--- START ---
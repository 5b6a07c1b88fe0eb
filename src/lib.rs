/// Queue Analyzer - Rust Implementation
///
/// Estimates nightclub waiting times from crowd-sourced chat reports.
/// Extracts durations from free-text messages, aggregates them per event
/// night and joins them with line-up popularity and weather features.

pub mod aggregation;
pub mod config;
pub mod extraction;
pub mod ingest;
pub mod model;
pub mod publisher;
pub mod roster;
pub mod store;
pub mod weather;

// Re-export main types for easy access
pub use crate::aggregation::{AggregatedEstimate, ReferenceCurve, TemporalAggregator};
pub use crate::config::Config;
pub use crate::extraction::{QueueEstimator, Vocabulary};
pub use crate::ingest::{MessageFeed, MessageSource, RawMessage};
pub use crate::ingest::reddit::RedditDumpReader;
pub use crate::ingest::telegram::TelegramExportReader;
pub use crate::model::{LeastSquaresModel, Regressor};
pub use crate::publisher::{NightReport, TelegramPublisher};
pub use crate::roster::{ArtistRecord, RosterCacheManager, RosterScraper};
pub use crate::store::{FeatureRow, FeatureStore};
pub use crate::weather::{DailyWeather, WeatherClient};
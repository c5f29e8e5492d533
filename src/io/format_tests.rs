use std::fmt;

use crate::io::format::{nice_bool, section_marker, write_subtitle, write_title};

struct Titled(&'static str);

impl fmt::Display for Titled {
    fn fmt(&self, f: &mut fmt::Formatter<'_>) -> fmt::Result {
        write_title(f, self.0)?;
        write_subtitle(f, "Operations")
    }
}

#[test]
fn test_format_title() {
    let out = Titled("Space-group generation").to_string();
    let lines = out.lines().collect::<Vec<_>>();
    assert_eq!(lines.len(), 5);
    assert!(lines[0].starts_with("┌──"));
    assert!(lines[1].contains("Space-group generation"));
    assert_eq!(lines[0].chars().count(), lines[1].chars().count());
    assert_eq!(lines[3], "Operations");
    assert_eq!(lines[4], "══════════");
}

#[test]
fn test_format_section_marker() {
    let begin = section_marker('‹', "Begin", "Hall symbol");
    assert!(begin.starts_with("‹‹‹‹‹ [Begin] Hall symbol ‹"));
    let end = section_marker('›', " End ", "Hall symbol");
    assert_eq!(begin.chars().count(), end.chars().count());
}

#[test]
fn test_format_nice_bool() {
    assert_eq!(nice_bool(true), "yes");
    assert_eq!(nice_bool(false), "no");
}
--- END ---
### Problem details
Copy every line where the word "Titled" is present in the entries above.

### Answer section
struct Titled(&'static str);
impl fmt::Display for Titled {
    let out = Titled("Space-group generation").to_string();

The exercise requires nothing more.